Liesel: A Probabilistic Programming Framework#

Welcome to the API documentation of Liesel, a probabilistic programming framework with a focus on semi-parametric regression. It includes:

  • Liesel, a library to express statistical models as Probabilistic Graphical Models (PGMs). Through the PGM representation, the user can build and update models in a natural way.

  • Goose, a library to build custom MCMC algorithms with several parameter blocks and MCMC kernels such as the No U-Turn Sampler (NUTS), the Iteratively Weighted Least Squares (IWLS) sampler, or different Gibbs samplers. Goose also takes care of the MCMC bookkeeping and the chain post-processing.

  • RLiesel, an R interface for Liesel which assists the user with the configuration of semi-parametric regression models such as Generalized Additive Models for Location, Scale and Shape (GAMLSS) with different response distributions, spline-based smooth terms and shrinkage priors.

The name “Liesel” is an homage to the Gänseliesel fountain, landmark of Liesel’s birth city Göttingen.

Installation#

You can install Liesel via pip:

$ pip install liesel

If you want to work with the latest development version of Liesel or use PyGraphviz for prettier plots of the model graphs, see the README in the main repository.

Now you can get started. Throughout this documentation, we import Liesel as follows:

import liesel.model as lsl
import liesel.goose as gs

We also commonly use the following imports:

import jax
import jax.numpy as jnp
import numpy as np
import tensorflow_probability.substrates.jax.distributions as tfd

We provide overviews of the most important building blocks provided by liesel.model and liesel.goose in Model Building (liesel.model) and MCMC Sampling (liesel.goose), respectively.

Tutorials#

To start working with Liesel, our tutorials might come in handy, starting with a tutorial on linear regression. An overview of our tutorials can be found here: Liesel tutorials.

Further Reading#

For a scientific discussion of the software, see our paper on arXiv.

Acknowledgements#

Liesel is being developed by Paul Wiemann and Hannes Riebl at the University of Göttingen with support from Thomas Kneib. Important contributions were made by Joel Beck, Alex Afanasev, Gianmarco Callegher and Johannes Brachem.
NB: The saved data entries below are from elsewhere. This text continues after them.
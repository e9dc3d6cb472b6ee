//! Websocket relay client
//!
//! - `GET {base}/channel` opens a channel; the relay's first text frame is
//!   `{"channel_id":"<id>"}`.
//! - `GET {base}/channel/{id}` joins one (404 unknown, 409 full).
//!
//! After that every text frame is a peer's frame.

use std::sync::atomic::{AtomicBool, Ordering};

use async_trait::async_trait;
use futures_util::stream::{SplitSink, SplitStream};
use futures_util::{SinkExt, StreamExt};
use serde::Deserialize;
use tokio::net::TcpStream;
use tokio::sync::Mutex;
use tokio_tungstenite::tungstenite::{self, Message};
use tokio_tungstenite::{connect_async, MaybeTlsStream, WebSocketStream};

use super::transport::{ChannelId, RelayClient, RelayConnection};
use crate::config::PairingConfig;
use super::RelayError;

type WsStream = WebSocketStream<MaybeTlsStream<TcpStream>>;

/// First frame on a freshly opened channel.
#[derive(Deserialize)]
pub(crate) struct ChannelAssigned {
    pub(crate) channel_id: ChannelId,
}

pub struct WsRelayClient {
    base_url: String,
}

impl WsRelayClient {
    /// `base_url` is the relay's `ws://` or `wss://` root.
    pub fn new(base_url: &str) -> Self {
        Self {
            base_url: base_url.trim_end_matches('/').to_string(),
        }
    }

    /// A client for the configured relay.
    pub fn from_config(config: &PairingConfig) -> Self {
        Self::new(&config.relay_url)
    }

    pub fn base_url(&self) -> &str {
        &self.base_url
    }

    async fn connect(&self, url: &str, channel: Option<&ChannelId>) -> Result<WsStream, RelayError> {
        match connect_async(url).await {
            Ok((stream, _response)) => Ok(stream),
            Err(tungstenite::Error::Http(response)) => {
                let id = channel.map(|c| c.to_string()).unwrap_or_default();
                match response.status().as_u16() {
                    404 => Err(RelayError::ChannelNotFound(id)),
                    409 => Err(RelayError::ChannelFull(id)),
                    status => Err(RelayError::ConnectionError(format!(
                        "{} answered with status {}",
                        url, status
                    ))),
                }
            }
            Err(e) => Err(RelayError::ConnectionError(format!("{}: {}", url, e))),
        }
    }
}

#[async_trait]
impl RelayClient for WsRelayClient {
    async fn open(&self) -> Result<Box<dyn RelayConnection>, RelayError> {
        let url = format!("{}/channel", self.base_url);
        let stream = self.connect(&url, None).await?;
        let (sink, mut stream) = stream.split();

        let first = next_text(&mut stream).await?;
        let assigned: ChannelAssigned = serde_json::from_str(&first)
            .map_err(|e| RelayError::ProtocolError(format!("expected channel assignment: {}", e)))?;
        log::debug!("Relay assigned channel {}", assigned.channel_id);

        Ok(Box::new(WsRelayConnection::new(assigned.channel_id, sink, stream)))
    }

    async fn join(&self, channel: &ChannelId) -> Result<Box<dyn RelayConnection>, RelayError> {
        let url = format!("{}/channel/{}", self.base_url, channel);
        let stream = self.connect(&url, Some(channel)).await?;
        let (sink, stream) = stream.split();
        Ok(Box::new(WsRelayConnection::new(channel.clone(), sink, stream)))
    }
}

/// Next text frame, skipping control and binary frames.
async fn next_text(stream: &mut SplitStream<WsStream>) -> Result<String, RelayError> {
    while let Some(message) = stream.next().await {
        match message {
            Ok(Message::Text(text)) => return Ok(text),
            Ok(Message::Close(_)) => return Err(RelayError::Disconnected),
            Ok(_) => continue,
            Err(e) => {
                log::debug!("Relay stream error: {}", e);
                return Err(RelayError::Disconnected);
            }
        }
    }
    Err(RelayError::Disconnected)
}

pub struct WsRelayConnection {
    channel_id: ChannelId,
    sink: Mutex<SplitSink<WsStream, Message>>,
    stream: Mutex<SplitStream<WsStream>>,
    connected: AtomicBool,
}

impl WsRelayConnection {
    fn new(channel_id: ChannelId, sink: SplitSink<WsStream, Message>, stream: SplitStream<WsStream>) -> Self {
        Self {
            channel_id,
            sink: Mutex::new(sink),
            stream: Mutex::new(stream),
            connected: AtomicBool::new(true),
        }
    }
}

#[async_trait]
impl RelayConnection for WsRelayConnection {
    fn channel_id(&self) -> &ChannelId {
        &self.channel_id
    }

    async fn send(&self, frame: &str) -> Result<(), RelayError> {
        if !self.is_connected() {
            return Err(RelayError::Disconnected);
        }
        let mut sink = self.sink.lock().await;
        sink.send(Message::Text(frame.to_string())).await.map_err(|e| {
            self.connected.store(false, Ordering::SeqCst);
            RelayError::ConnectionError(e.to_string())
        })
    }

    async fn recv(&self) -> Result<String, RelayError> {
        if !self.is_connected() {
            return Err(RelayError::Disconnected);
        }
        let mut stream = self.stream.lock().await;
        let result = next_text(&mut stream).await;
        if result.is_err() {
            self.connected.store(false, Ordering::SeqCst);
        }
        result
    }

    async fn close(&self) -> Result<(), RelayError> {
        if !self.connected.swap(false, Ordering::SeqCst) {
            return Ok(());
        }
        let mut sink = self.sink.lock().await;
        sink.send(Message::Close(None))
            .await
            .map_err(|e| RelayError::ConnectionError(e.to_string()))
    }

    fn is_connected(&self) -> bool {
        self.connected.load(Ordering::SeqCst)
    }
}
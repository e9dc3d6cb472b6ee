//! Deterministic account addresses.
//!
//! An address is a pure function of the factory (deployer) address, the
//! account type's code hash and the salt; it can be computed before the
//! account exists on the ledger.

use std::fmt;
use std::str::FromStr;

use ripemd::Ripemd160;
use serde::{de, Deserialize, Deserializer, Serialize, Serializer};
use sha2::{Digest, Sha256};

use crate::error::AuthError;
use crate::identity::Hash256;

#[derive(Clone, Copy, PartialEq, Eq, Hash, PartialOrd, Ord)]
pub struct Address([u8; 20]);

impl Address {
    pub const LENGTH: usize = 20;
    pub const PREFIX: &'static str = "0x";

    pub const fn from_array(bytes: [u8; 20]) -> Self {
        Self(bytes)
    }

    pub fn as_bytes(&self) -> &[u8; 20] {
        &self.0
    }
}

/// `RIPEMD-160(SHA-256(deployer ‖ code_hash ‖ salt))`.
///
/// Total: any salt, including an empty one, yields an address.
pub fn derive_address(deployer: &Address, code_hash: &Hash256, salt: &[u8]) -> Address {
    let mut hasher = Sha256::new();
    hasher.update(deployer.as_bytes());
    hasher.update(code_hash.as_bytes());
    hasher.update(salt);
    let inner = hasher.finalize();
    Address(Ripemd160::digest(inner).into())
}

impl fmt::Display for Address {
    fn fmt(&self, f: &mut fmt::Formatter<'_>) -> fmt::Result {
        write!(f, "{}{}", Self::PREFIX, hex::encode(self.0))
    }
}

impl fmt::Debug for Address {
    fn fmt(&self, f: &mut fmt::Formatter<'_>) -> fmt::Result {
        write!(f, "Address({})", self)
    }
}

impl FromStr for Address {
    type Err = AuthError;

    fn from_str(s: &str) -> Result<Self, Self::Err> {
        let digits = s.strip_prefix(Self::PREFIX).ok_or_else(|| {
            AuthError::InvalidKeyMaterial(format!("address '{}' is missing the 0x prefix", s))
        })?;
        let bytes = hex::decode(digits).map_err(|e| AuthError::InvalidKeyMaterial(e.to_string()))?;
        let bytes: [u8; 20] = bytes.try_into().map_err(|bytes: Vec<u8>| {
            AuthError::InvalidKeyMaterial(format!("address must be 20 bytes, got {}", bytes.len()))
        })?;
        Ok(Address(bytes))
    }
}

impl Serialize for Address {
    fn serialize<S: Serializer>(&self, serializer: S) -> Result<S::Ok, S::Error> {
        serializer.serialize_str(&self.to_string())
    }
}

impl<'de> Deserialize<'de> for Address {
    fn deserialize<D: Deserializer<'de>>(deserializer: D) -> Result<Self, D::Error> {
        let s = String::deserialize(deserializer)?;
        s.parse().map_err(de::Error::custom)
    }
}
//! Public key material as the ledger sees it.

use std::fmt;
use std::str::FromStr;

use base64::engine::general_purpose::STANDARD;
use base64::Engine;
use serde::{de, Deserialize, Deserializer, Serialize, Serializer};

use crate::error::AuthError;

/// Length of a SEC1-compressed curve point.
pub const COMPRESSED_KEY_LEN: usize = 33;

/// Length of an externally-held account address.
pub const ETH_ADDRESS_LEN: usize = 20;

#[derive(Clone, Copy, Debug, PartialEq, Eq, Hash, Serialize, Deserialize)]
#[serde(rename_all = "snake_case")]
pub enum KeyAlgo {
    /// P-256, held by a platform authenticator (passkey).
    Secp256r1,
    Secp256k1,
    /// Address of an external wallet account.
    Ethereum,
}

impl KeyAlgo {
    /// Domain tag mixed into the key hash preimage.
    pub const fn hash_tag(self) -> u8 {
        match self {
            KeyAlgo::Secp256r1 => 0x01,
            KeyAlgo::Secp256k1 => 0x02,
            KeyAlgo::Ethereum => 0x03,
        }
    }

    /// Key-type discriminant written into account salts.
    pub const fn ledger_type(self) -> u8 {
        match self {
            KeyAlgo::Secp256r1 => 0,
            KeyAlgo::Secp256k1 => 1,
            KeyAlgo::Ethereum => 2,
        }
    }

    pub fn as_str(&self) -> &'static str {
        match self {
            KeyAlgo::Secp256r1 => "secp256r1",
            KeyAlgo::Secp256k1 => "secp256k1",
            KeyAlgo::Ethereum => "ethereum",
        }
    }
}

impl fmt::Display for KeyAlgo {
    fn fmt(&self, f: &mut fmt::Formatter<'_>) -> fmt::Result {
        f.write_str(self.as_str())
    }
}

impl FromStr for KeyAlgo {
    type Err = AuthError;

    fn from_str(s: &str) -> Result<Self, Self::Err> {
        match s.to_ascii_lowercase().as_str() {
            "secp256r1" | "p256" | "passkey" => Ok(KeyAlgo::Secp256r1),
            "secp256k1" | "k256" => Ok(KeyAlgo::Secp256k1),
            "ethereum" | "eth" => Ok(KeyAlgo::Ethereum),
            other => Err(AuthError::InvalidKeyMaterial(format!(
                "unknown key algorithm '{}'",
                other
            ))),
        }
    }
}

/// A public key or account address.
///
/// Curve keys are SEC1-compressed. Construction through [`Key::from_algo_bytes`]
/// checks lengths and the compression prefix; curve membership is checked when
/// a signature is verified against the key.
#[derive(Clone, Copy, Debug, PartialEq, Eq, Hash)]
pub enum Key {
    Secp256r1([u8; COMPRESSED_KEY_LEN]),
    Secp256k1([u8; COMPRESSED_KEY_LEN]),
    Ethereum([u8; ETH_ADDRESS_LEN]),
}

impl Key {
    pub fn from_algo_bytes(algo: KeyAlgo, bytes: &[u8]) -> Result<Self, AuthError> {
        match algo {
            KeyAlgo::Secp256r1 => Ok(Key::Secp256r1(compressed_point(algo, bytes)?)),
            KeyAlgo::Secp256k1 => Ok(Key::Secp256k1(compressed_point(algo, bytes)?)),
            KeyAlgo::Ethereum => {
                let address: [u8; ETH_ADDRESS_LEN] = bytes.try_into().map_err(|_| {
                    AuthError::InvalidKeyMaterial(format!(
                        "ethereum address must be {} bytes, got {}",
                        ETH_ADDRESS_LEN,
                        bytes.len()
                    ))
                })?;
                Ok(Key::Ethereum(address))
            }
        }
    }

    pub fn algo(&self) -> KeyAlgo {
        match self {
            Key::Secp256r1(_) => KeyAlgo::Secp256r1,
            Key::Secp256k1(_) => KeyAlgo::Secp256k1,
            Key::Ethereum(_) => KeyAlgo::Ethereum,
        }
    }

    pub fn as_bytes(&self) -> &[u8] {
        match self {
            Key::Secp256r1(bytes) | Key::Secp256k1(bytes) => bytes,
            Key::Ethereum(bytes) => bytes,
        }
    }

    fn encoded_bytes(&self) -> String {
        match self {
            Key::Ethereum(bytes) => format!("0x{}", hex::encode(bytes)),
            other => STANDARD.encode(other.as_bytes()),
        }
    }

    fn decode_bytes(algo: KeyAlgo, encoded: &str) -> Result<Self, AuthError> {
        let bytes = match algo {
            KeyAlgo::Ethereum => {
                let digits = encoded.strip_prefix("0x").unwrap_or(encoded);
                hex::decode(digits).map_err(|e| AuthError::InvalidKeyMaterial(e.to_string()))?
            }
            _ => STANDARD
                .decode(encoded.as_bytes())
                .map_err(|e| AuthError::InvalidKeyMaterial(e.to_string()))?,
        };
        Key::from_algo_bytes(algo, &bytes)
    }
}

fn compressed_point(algo: KeyAlgo, bytes: &[u8]) -> Result<[u8; COMPRESSED_KEY_LEN], AuthError> {
    let point: [u8; COMPRESSED_KEY_LEN] = bytes.try_into().map_err(|_| {
        AuthError::InvalidKeyMaterial(format!(
            "{} key must be {} bytes compressed, got {}",
            algo,
            COMPRESSED_KEY_LEN,
            bytes.len()
        ))
    })?;
    if point[0] != 0x02 && point[0] != 0x03 {
        return Err(AuthError::InvalidKeyMaterial(format!(
            "{} key has prefix 0x{:02x}, expected a compressed point",
            algo, point[0]
        )));
    }
    Ok(point)
}

/// `secp256r1:<base64>`, `secp256k1:<base64>` or `ethereum:0x<hex>`.
impl fmt::Display for Key {
    fn fmt(&self, f: &mut fmt::Formatter<'_>) -> fmt::Result {
        write!(f, "{}:{}", self.algo(), self.encoded_bytes())
    }
}

/// Parses the `Display` form. Curve keys also accept hex after the colon,
/// which is what command-line users tend to have at hand.
impl FromStr for Key {
    type Err = AuthError;

    fn from_str(s: &str) -> Result<Self, Self::Err> {
        let (algo, body) = s.split_once(':').ok_or_else(|| {
            AuthError::InvalidKeyMaterial(format!("expected '<algo>:<bytes>', got '{}'", s))
        })?;
        let algo: KeyAlgo = algo.parse()?;
        if algo != KeyAlgo::Ethereum && body.len() == COMPRESSED_KEY_LEN * 2 {
            if let Ok(bytes) = hex::decode(body) {
                return Key::from_algo_bytes(algo, &bytes);
            }
        }
        Key::decode_bytes(algo, body)
    }
}

#[derive(Serialize, Deserialize)]
#[serde(rename_all = "snake_case")]
enum KeyRepr {
    Secp256r1(String),
    Secp256k1(String),
    Ethereum(String),
}

impl Serialize for Key {
    fn serialize<S: Serializer>(&self, serializer: S) -> Result<S::Ok, S::Error> {
        let encoded = self.encoded_bytes();
        let repr = match self {
            Key::Secp256r1(_) => KeyRepr::Secp256r1(encoded),
            Key::Secp256k1(_) => KeyRepr::Secp256k1(encoded),
            Key::Ethereum(_) => KeyRepr::Ethereum(encoded),
        };
        repr.serialize(serializer)
    }
}

impl<'de> Deserialize<'de> for Key {
    fn deserialize<D: Deserializer<'de>>(deserializer: D) -> Result<Self, D::Error> {
        let (algo, encoded) = match KeyRepr::deserialize(deserializer)? {
            KeyRepr::Secp256r1(s) => (KeyAlgo::Secp256r1, s),
            KeyRepr::Secp256k1(s) => (KeyAlgo::Secp256k1, s),
            KeyRepr::Ethereum(s) => (KeyAlgo::Ethereum, s),
        };
        Key::decode_bytes(algo, &encoded).map_err(de::Error::custom)
    }
}

/// A 32-byte SHA-256 digest.
#[derive(Clone, Copy, PartialEq, Eq, Hash, PartialOrd, Ord)]
pub struct Hash256([u8; 32]);

impl Hash256 {
    pub const LENGTH: usize = 32;

    pub const fn from_array(bytes: [u8; 32]) -> Self {
        Self(bytes)
    }

    pub fn as_bytes(&self) -> &[u8; 32] {
        &self.0
    }
}

impl fmt::Display for Hash256 {
    fn fmt(&self, f: &mut fmt::Formatter<'_>) -> fmt::Result {
        f.write_str(&hex::encode_upper(self.0))
    }
}

impl fmt::Debug for Hash256 {
    fn fmt(&self, f: &mut fmt::Formatter<'_>) -> fmt::Result {
        write!(f, "Hash256({})", self)
    }
}

impl FromStr for Hash256 {
    type Err = AuthError;

    fn from_str(s: &str) -> Result<Self, Self::Err> {
        parse_hex32(s).map(Self)
    }
}

impl Serialize for Hash256 {
    fn serialize<S: Serializer>(&self, serializer: S) -> Result<S::Ok, S::Error> {
        serializer.serialize_str(&self.to_string())
    }
}

impl<'de> Deserialize<'de> for Hash256 {
    fn deserialize<D: Deserializer<'de>>(deserializer: D) -> Result<Self, D::Error> {
        let s = String::deserialize(deserializer)?;
        s.parse().map_err(de::Error::custom)
    }
}

/// Parse 64 hex digits (either case) into 32 bytes.
pub(crate) fn parse_hex32(s: &str) -> Result<[u8; 32], AuthError> {
    let bytes = hex::decode(s).map_err(|e| AuthError::InvalidKeyMaterial(e.to_string()))?;
    bytes.try_into().map_err(|bytes: Vec<u8>| {
        AuthError::InvalidKeyMaterial(format!("expected 32 bytes, got {}", bytes.len()))
    })
}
We are grateful to the German Research Foundation (DFG) for funding the development through grant 443179956.

University of Göttingen Funded by DFG

API Reference#

model

Liesel modeling framework.

goose

Goose MCMC framework.

contrib

Additional functionality that does not belong to the core of the Liesel framework.

distributions

Extra distributions for JAX-TFP.

bijectors

Extra bijectors for JAX-TFP.

experimental

Experimental Liesel add-ons.

Effort-Based Versioning#

Starting with v0.4.0, we will be using effort-based versioning. See the EffVer documentation at https://jacobtomlinson.dev/effver/

The JAX developers provide a wonderful summary: https://docs.jax.dev/en/latest/jep/25516-effver.html

The following description is almost entirely quoted from the linked JAX page, but it describes what we intend with effort-based versioning perfectly.

Effort-based versioning is a three-number versioning system, similar to the better-known semantic versioning (SemVer: https://semver.org/). It uses a three-number format: MACRO.MESO.MICRO, where version numbers are incremented based on the expected effort required to adapt to the change.

As an example, consider software with current version 2.3.4:

  1. Increasing the micro version (i.e. releasing 2.3.5) signals to users that little to no effort is necessary on their part to adapt to the changes.

  2. Increasing the meso version (i.e. releasing 2.4.0) signals to users that some small effort will be required for existing code to work with the changes.

  3. Increasing the macro version (i.e. releasing 3.0.0) signals to users that significant effort may be required to update to the changes.

In some ways, this captures the essence of more commonly-used semantic versioning, but avoids phrasing in terms of compatibility guarantees that are hard to meet in practice.

Zero Version#

In addition, EffVer gives special meaning to the zero version. Early releases of software are often versioned 0.X.Y, and in this case:

  • X has the characteristics of the macro version.

  • Y has the characteristics of the meso version.

Liesel has been in a zero-version state since its initial release, and EffVer’s zero-version case is a good post-facto description of the implicit intent behind Liesel’s releases to date.

In EffVer, bumping from 0.X.Y to version 1.0.0 is recommended when a certain level of stability has been reached in practice: If you end up on a version like 0.9.x for many months, it is a good signal that things are pretty stable and that it’s time to switch to a 1.0.0 release.